Runtime Trace Example — Case 147f70ac…

This page documents one real production case end-to-end as captured by Langfuse, annotated for migration cost modelling. It is the empirical floor that the sequence diagrams describe abstractly.

Status: ✅ Populated 2026-04-29 from a complete Langfuse pull (all 78 LLM observations captured for this case).


Case summary

Field Value
Case ID 147f70ac-fa12-4a03-9eca-1a87ca801ccc
Patient tenant tenant-apollo-001
App URL https://app.curaway.ai/app/case/147f70ac-fa12-4a03-9eca-1a87ca801ccc
First LLM call 2026-04-26 10:07:26 UTC
Last LLM call 2026-04-26 10:32:57 UTC
Wall-clock (LLM activity) 25 min 30 sec
Total LLM observations 78
Patient chat turns 12
Total LLM cost $0.1188
Total tokens (in / out) 136,972 / 6,575
Models used Claude Haiku 4.5 (59 calls) + GPT-4o-mini fallback (19 calls)

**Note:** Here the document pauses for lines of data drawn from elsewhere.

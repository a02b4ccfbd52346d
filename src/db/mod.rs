use rusqlite::Connection;
use std::path::Path;
use tokio::task;
use crate::error::{Result, SwgraphError};

/// SQLite pragmas applied to every connection.
///
/// WAL lets drain workers read while another worker commits; busy_timeout makes
/// competing writers wait instead of failing with SQLITE_BUSY; foreign keys keep
/// relationship endpoints pointing at existing entities.
const CONNECTION_PRAGMAS: &str = "PRAGMA busy_timeout = 5000; \
     PRAGMA journal_mode = WAL; \
     PRAGMA synchronous = NORMAL; \
     PRAGMA foreign_keys = ON; \
     PRAGMA temp_store = MEMORY; \
     PRAGMA cache_size = -16384;";

/// Database connection wrapper
#[derive(Debug, Clone)]
pub struct Db {
    path: std::path::PathBuf,
}

impl Db {
    /// Create a new database connection manager
    pub fn new<P: AsRef<Path>>(db_path: P) -> Self {
        Self {
            path: db_path.as_ref().to_path_buf(),
        }
    }

    pub fn path(&self) -> &Path {
        &self.path
    }

    /// Open a new database connection with the crawler pragmas
    pub fn open_connection(&self) -> Result<Connection> {
        let conn = Connection::open(&self.path)?;
        conn.execute_batch(CONNECTION_PRAGMAS)?;
        Ok(conn)
    }

    /// Execute a closure with a database connection in a blocking task
    pub async fn with_connection<F, T>(&self, f: F) -> Result<T>
    where
        F: FnOnce(&mut Connection) -> Result<T> + Send + 'static,
        T: Send + 'static,
    {
        let db = self.clone();
        task::spawn_blocking(move || {
            let mut conn = db.open_connection()?;
            f(&mut conn)
        })
        .await
        .map_err(|e| SwgraphError::Io(std::io::Error::other(format!("database task failed: {}", e))))?
    }
}

pub mod migrate;

#[cfg(test)]
mod tests {
    use super::*;
    use tempfile::TempDir;

    #[tokio::test]
    async fn test_db_connection() {
        let temp_dir = TempDir::new().unwrap();
        let db_path = temp_dir.path().join("test.db");
        let db = Db::new(&db_path);

        let result = db.with_connection(|conn| {
            conn.execute("CREATE TABLE test (id INTEGER PRIMARY KEY)", [])?;
            Ok(())
        }).await;

        assert!(result.is_ok());
        assert!(db_path.exists());
    }

    #[tokio::test]
    async fn test_pragmas_set() {
        let temp_dir = TempDir::new().unwrap();
        let db = Db::new(temp_dir.path().join("test.db"));

        db.with_connection(|conn| {
            let journal_mode: String = conn.query_row("PRAGMA journal_mode", [], |row| row.get(0))?;
            assert_eq!(journal_mode.to_uppercase(), "WAL");

            let foreign_keys: i32 = conn.query_row("PRAGMA foreign_keys", [], |row| row.get(0))?;
            assert_eq!(foreign_keys, 1);

            let busy_timeout: i64 = conn.query_row("PRAGMA busy_timeout", [], |row| row.get(0))?;
            assert_eq!(busy_timeout, 5000);

            Ok::<(), SwgraphError>(())
        }).await.unwrap();
    }

    #[tokio::test]
    async fn test_closure_error_propagates() {
        let temp_dir = TempDir::new().unwrap();
        let db = Db::new(temp_dir.path().join("test.db"));

        let result: Result<()> = db
            .with_connection(|conn| {
                conn.execute("INSERT INTO missing_table VALUES (1)", [])?;
                Ok(())
            })
            .await;
        assert!(matches!(result, Err(SwgraphError::Database(_))));
    }
}
//! Persistence contract for identifier-addressed share snapshots.

use safy_domain::{AllocationTable, Ledger, ShareId};

use crate::error::Result;

/// A loaded ledger/allocation pair for one share id.
#[derive(Debug, Clone, Default)]
pub struct ShareSnapshot {
    pub ledger: Ledger,
    pub allocations: AllocationTable,
}

/// Abstraction over persistence backends capable of storing share
/// snapshots.
///
/// `save` has full-snapshot semantics: both tables are overwritten, never
/// appended. `load` tolerates either half of the snapshot missing (the
/// missing side comes back empty) and fails with `ShareNotFound` only
/// when no trace of the id exists.
pub trait ShareStore: Send + Sync {
    fn save(&self, id: &ShareId, ledger: &Ledger, allocations: &AllocationTable) -> Result<()>;
    fn load(&self, id: &ShareId) -> Result<ShareSnapshot>;
    fn exists(&self, id: &ShareId) -> bool;
    fn delete(&self, id: &ShareId) -> Result<()>;
}
//! Progress and happiness arithmetic for a single set of savings inputs.

use std::fmt;

use serde::{Deserialize, Serialize};

#[derive(Debug, Clone, Copy, Serialize, Deserialize, PartialEq)]
/// Derived fractions computed from one set of raw savings inputs.
pub struct Metrics {
    pub progress_fraction: f64,
    pub happiness_fraction: f64,
    pub remaining: f64,
}

impl Metrics {
    /// Computes progress toward the overall goal and happiness against the
    /// monthly target.
    ///
    /// Fractions are clamped to `[0, 1]`. A zero goal or target yields a
    /// zero fraction instead of dividing.
    pub fn compute(goal: f64, monthly_target: f64, current_saved: f64) -> Self {
        let progress_fraction = if goal > 0.0 {
            clamp_fraction(current_saved / goal)
        } else {
            0.0
        };
        let happiness_fraction = if monthly_target > 0.0 {
            clamp_fraction(current_saved / monthly_target)
        } else {
            0.0
        };
        Self {
            progress_fraction,
            happiness_fraction,
            remaining: (goal - current_saved).max(0.0),
        }
    }
}

#[derive(Debug, Clone, Copy, Serialize, Deserialize, PartialEq, Eq)]
/// Classifies how the saved amount compares to the monthly target.
pub enum HappinessLevel {
    Exceeded,
    Halfway,
    Behind,
}

impl HappinessLevel {
    pub fn classify(current_saved: f64, monthly_target: f64) -> Self {
        if current_saved >= monthly_target {
            HappinessLevel::Exceeded
        } else if current_saved >= 0.5 * monthly_target {
            HappinessLevel::Halfway
        } else {
            HappinessLevel::Behind
        }
    }

    /// Returns the encouragement line shown next to the happiness meter.
    pub fn message(&self) -> &'static str {
        match self {
            HappinessLevel::Exceeded => "You hit or exceeded this month's savings target!",
            HappinessLevel::Halfway => "You're halfway to your monthly target.",
            HappinessLevel::Behind => "Behind this month's target. Keep going!",
        }
    }
}

impl fmt::Display for HappinessLevel {
    fn fmt(&self, f: &mut fmt::Formatter<'_>) -> fmt::Result {
        let label = match self {
            HappinessLevel::Exceeded => "Exceeded",
            HappinessLevel::Halfway => "Halfway",
            HappinessLevel::Behind => "Behind",
        };
        f.write_str(label)
    }
}

fn clamp_fraction(value: f64) -> f64 {
    value.clamp(0.0, 1.0)
}

#[cfg(test)]
mod tests {
    use super::*;

    #[test]
    fn computes_fractions_for_ordinary_inputs() {
        let metrics = Metrics::compute(6000.0, 3000.0, 3000.0);
        assert_eq!(metrics.progress_fraction, 0.5);
        assert_eq!(metrics.happiness_fraction, 1.0);
        assert_eq!(metrics.remaining, 3000.0);
        assert_eq!(
            HappinessLevel::classify(3000.0, 3000.0),
            HappinessLevel::Exceeded
        );
    }

    #[test]
    fn zero_goal_yields_zero_progress() {
        let metrics = Metrics::compute(0.0, 3000.0, 1500.0);
        assert_eq!(metrics.progress_fraction, 0.0);
        assert_eq!(metrics.happiness_fraction, 0.5);
        assert_eq!(metrics.remaining, 0.0);
        assert_eq!(
            HappinessLevel::classify(1500.0, 3000.0),
            HappinessLevel::Halfway
        );
    }

    #[test]
    fn zero_target_yields_zero_happiness() {
        let metrics = Metrics::compute(6000.0, 0.0, 1000.0);
        assert_eq!(metrics.happiness_fraction, 0.0);
    }

    #[test]
    fn fractions_clamp_to_unit_interval() {
        let metrics = Metrics::compute(1000.0, 500.0, 2500.0);
        assert_eq!(metrics.progress_fraction, 1.0);
        assert_eq!(metrics.happiness_fraction, 1.0);
        assert_eq!(metrics.remaining, 0.0);
    }

    #[test]
    fn classification_boundaries() {
        assert_eq!(
            HappinessLevel::classify(1499.0, 3000.0),
            HappinessLevel::Behind
        );
        assert_eq!(
            HappinessLevel::classify(1500.0, 3000.0),
            HappinessLevel::Halfway
        );
        assert_eq!(
            HappinessLevel::classify(3000.0, 3000.0),
            HappinessLevel::Exceeded
        );
    }

    #[test]
    fn labels_and_messages_are_stable() {
        assert_eq!(HappinessLevel::Exceeded.to_string(), "Exceeded");
        assert_eq!(
            HappinessLevel::Halfway.message(),
            "You're halfway to your monthly target."
        );
        assert!(HappinessLevel::Behind.message().starts_with("Behind"));
    }
}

The patient was on tenant-apollo-001. PHI is in the trace bodies; this page only contains aggregate numbers and agent names — no clinical content.


Material finding — fallback fired on 24% of calls

Curaway's design uses Claude Haiku 4.5 as the primary LLM with GPT-4o-mini as the deterministic fallback (per app/services/llm_gateway.py). For this case, 19 of 78 calls (24%) hit the fallback.

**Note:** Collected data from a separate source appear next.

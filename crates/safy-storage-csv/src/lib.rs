//! safy-storage-csv
//!
//! Filesystem CSV persistence for share snapshots, plus the import/export
//! codecs for both table schemas.

pub mod codec;

use std::{
    fs::{self, File},
    io::Write,
    path::{Path, PathBuf},
};

use safy_core::{CoreError, Result, ShareSnapshot, ShareStore};
use safy_domain::{AllocationTable, Ledger, ShareId};

const SNAPSHOT_EXTENSION: &str = "csv";
const TMP_SUFFIX: &str = "tmp";

/// Filesystem-backed CSV persistence for shared sessions.
///
/// History and allocation snapshots live in two independent directories,
/// one file per share id, overwritten whole on every save. Writes go
/// through a temp file and rename so a crash never leaves a torn
/// snapshot behind.
#[derive(Debug, Clone)]
pub struct CsvShareStore {
    history_dir: PathBuf,
    allocations_dir: PathBuf,
}

impl CsvShareStore {
    pub fn new(history_dir: PathBuf, allocations_dir: PathBuf) -> Result<Self> {
        fs::create_dir_all(&history_dir)?;
        fs::create_dir_all(&allocations_dir)?;
        Ok(Self {
            history_dir,
            allocations_dir,
        })
    }

    /// Creates `history/` and `allocations/` under one base directory.
    pub fn with_base_dir(base: impl Into<PathBuf>) -> Result<Self> {
        let base = base.into();
        Self::new(base.join("history"), base.join("allocations"))
    }

    pub fn history_path(&self, id: &ShareId) -> PathBuf {
        self.history_dir
            .join(format!("{}.{}", id, SNAPSHOT_EXTENSION))
    }

    pub fn allocations_path(&self, id: &ShareId) -> PathBuf {
        self.allocations_dir
            .join(format!("{}.{}", id, SNAPSHOT_EXTENSION))
    }
}

impl ShareStore for CsvShareStore {
    fn save(&self, id: &ShareId, ledger: &Ledger, allocations: &AllocationTable) -> Result<()> {
        write_snapshot_file(&self.history_path(id), |writer| {
            codec::write_history(writer, ledger)
        })?;
        write_snapshot_file(&self.allocations_path(id), |writer| {
            codec::write_allocations(writer, allocations)
        })?;
        tracing::info!(
            %id,
            entries = ledger.len(),
            categories = allocations.len(),
            "share snapshot written"
        );
        Ok(())
    }

    fn load(&self, id: &ShareId) -> Result<ShareSnapshot> {
        let history_path = self.history_path(id);
        let allocations_path = self.allocations_path(id);
        if !history_path.exists() && !allocations_path.exists() {
            return Err(CoreError::ShareNotFound(id.to_string()));
        }

        let ledger = if history_path.exists() {
            Ledger::from_entries(codec::import_history(&history_path)?)
        } else {
            tracing::warn!(%id, "share has no history snapshot, defaulting to empty");
            Ledger::new()
        };
        let allocations = if allocations_path.exists() {
            codec::import_allocations(&allocations_path)?
        } else {
            tracing::warn!(%id, "share has no allocation snapshot, defaulting to empty");
            AllocationTable::new()
        };
        Ok(ShareSnapshot {
            ledger,
            allocations,
        })
    }

    fn exists(&self, id: &ShareId) -> bool {
        self.history_path(id).exists() || self.allocations_path(id).exists()
    }

    fn delete(&self, id: &ShareId) -> Result<()> {
        for path in [self.history_path(id), self.allocations_path(id)] {
            if path.exists() {
                fs::remove_file(path)?;
            }
        }
        Ok(())
    }
}

fn tmp_path(path: &Path) -> PathBuf {
    let mut tmp = path.to_path_buf();
    let ext = match path.extension().and_then(|ext| ext.to_str()) {
        Some(existing) => format!("{}.{}", existing, TMP_SUFFIX),
        None => TMP_SUFFIX.to_string(),
    };
    tmp.set_extension(ext);
    tmp
}

fn write_snapshot_file<F>(path: &Path, write: F) -> Result<()>
where
    F: FnOnce(&mut Vec<u8>) -> Result<()>,
{
    let mut data = Vec::new();
    write(&mut data)?;
    if let Some(parent) = path.parent() {
        fs::create_dir_all(parent)?;
    }
    let tmp = tmp_path(path);
    let mut file = File::create(&tmp)?;
    file.write_all(&data)?;
    file.flush()?;
    fs::rename(&tmp, path)?;
    Ok(())
}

Model                            Calls   % of total
─────────────────────────────────────────────────────
claude-haiku-4-5-20251001           59      75.6%
gpt-4o-mini-2024-07-18              19      24.4%

That fallback rate is significantly higher than expected (the system targets <2%). Two known root causes from the work queue / memories that produce this pattern:

  1. Anthropic credit exhaustion — Session 64 documented this exact mode; the failure is silent and only surfaces when LLM quality degrades. (feedback_anthropic_credits_alert.md)
  2. Anthropic API outage during the trace window (2026-04-26 10:07–10:33 UTC).

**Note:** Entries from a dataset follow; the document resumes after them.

//! Share-link lifecycle: id generation, snapshot, and load.

use safy_domain::{SessionState, ShareId};
use uuid::Uuid;

use crate::{
    error::{CoreError, Result},
    storage::ShareStore,
};

/// Generated tokens are the first 8 hex characters of a fresh UUID.
const SHARE_ID_LEN: usize = 8;
const MAX_ID_ATTEMPTS: usize = 16;

pub struct ShareService;

impl ShareService {
    /// Produces a share id that is not already present in the store.
    ///
    /// 32 bits of token space makes collisions unlikely but not
    /// impossible, so the store is consulted before an id is handed out
    /// and generation retries on a hit.
    pub fn generate_id(store: &dyn ShareStore) -> Result<ShareId> {
        for _ in 0..MAX_ID_ATTEMPTS {
            let token = Uuid::new_v4().simple().to_string()[..SHARE_ID_LEN].to_string();
            let id = ShareId::new(token).map_err(|err| CoreError::InvalidInput(err.to_string()))?;
            if !store.exists(&id) {
                return Ok(id);
            }
            tracing::warn!(%id, "share id collision, regenerating");
        }
        Err(CoreError::Storage(
            "unable to allocate an unused share id".into(),
        ))
    }

    /// Snapshots both session tables under the session's share id,
    /// minting an id first if the session has none.
    pub fn save_session(store: &dyn ShareStore, state: &mut SessionState) -> Result<ShareId> {
        let id = match state.share_id.clone() {
            Some(id) => id,
            None => Self::generate_id(store)?,
        };
        store.save(&id, &state.ledger, &state.allocations)?;
        state.share_id = Some(id.clone());
        tracing::info!(%id, entries = state.ledger.len(), "session shared");
        Ok(id)
    }

    /// Loads the snapshot behind `id` into a fresh session. Derived entry
    /// fields are recomputed; stored values are not trusted.
    pub fn load_session(store: &dyn ShareStore, id: &ShareId) -> Result<SessionState> {
        let mut snapshot = store.load(id)?;
        snapshot.ledger.recompute_all();
        Ok(SessionState {
            ledger: snapshot.ledger,
            allocations: snapshot.allocations,
            share_id: Some(id.clone()),
        })
    }

    /// Like [`Self::load_session`], but any failure degrades to a fresh
    /// session with a warning instead of an error.
    pub fn load_session_or_default(store: &dyn ShareStore, id: &ShareId) -> SessionState {
        match Self::load_session(store, id) {
            Ok(state) => state,
            Err(CoreError::ShareNotFound(_)) => {
                tracing::warn!(%id, "share id has no snapshot, starting fresh");
                SessionState::new()
            }
            Err(err) => {
                tracing::warn!(%id, error = %err, "share load failed, starting fresh");
                SessionState::new()
            }
        }
    }
}
use std::{
    fs::{self, File},
    io::Write,
    path::{Path, PathBuf},
};

use crate::{Config, ConfigError};

const TMP_SUFFIX: &str = "tmp";

/// Handles persistence for [`Config`].
#[derive(Debug, Clone)]
pub struct ConfigManager {
    config_path: PathBuf,
}

impl ConfigManager {
    pub fn new(config_path: PathBuf) -> Self {
        Self { config_path }
    }

    pub fn with_base_dir(base: PathBuf) -> Result<Self, ConfigError> {
        fs::create_dir_all(&base)?;
        let config_dir = base.join("config");
        fs::create_dir_all(&config_dir)?;
        let config_path = config_dir.join("config.json");
        Ok(Self::new(config_path))
    }

    pub fn config_path(&self) -> &Path {
        &self.config_path
    }

    /// Loads the stored configuration, or defaults when no file exists.
    pub fn load(&self) -> Result<Config, ConfigError> {
        if self.config_path.exists() {
            let data = fs::read_to_string(&self.config_path)?;
            serde_json::from_str(&data).map_err(|err| ConfigError::Serde(err.to_string()))
        } else {
            Ok(Config::default())
        }
    }

    pub fn save(&self, config: &Config) -> Result<(), ConfigError> {
        if let Some(parent) = self.config_path.parent() {
            fs::create_dir_all(parent)?;
        }
        let json = serde_json::to_string_pretty(config)
            .map_err(|err| ConfigError::Serde(err.to_string()))?;
        let tmp = tmp_path(&self.config_path);
        write_atomic(&tmp, &json)?;
        fs::rename(&tmp, &self.config_path)?;
        Ok(())
    }
}

fn tmp_path(path: &Path) -> PathBuf {
    let mut tmp = path.to_path_buf();
    let ext = match path.extension().and_then(|ext| ext.to_str()) {
        Some(existing) => format!("{}.{}", existing, TMP_SUFFIX),
        None => TMP_SUFFIX.to_string(),
    };
    tmp.set_extension(ext);
    tmp
}

fn write_atomic(path: &Path, data: &str) -> Result<(), ConfigError> {
    if let Some(parent) = path.parent() {
        fs::create_dir_all(parent)?;
    }
    let mut file = File::create(path)?;
    file.write_all(data.as_bytes())?;
    file.flush()?;
    Ok(())
}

Migration implication: the GCP plan must explicitly cover the fallback path's network plane. If Anthropic moves to Vertex AI Anthropic (in-VPC), the fallback (currently public-internet OpenAI) becomes the only PHI egress to public internet — that's a worse compliance posture for cases that hit fallback heavily, like this one. Decision needed: keep both LLMs on the same network plane, accept fallback as a graceful-degradation path that occasionally crosses the VPC boundary, or invest in a second in-VPC LLM (Vertex AI Gemini / Mistral) as the fallback.

Operational implication regardless of migration: the 24% fallback rate exceeded normal range — if this is a representative case, Anthropic credits or quota need attention. Worth a separate alarm on Langfuse fallback ratio.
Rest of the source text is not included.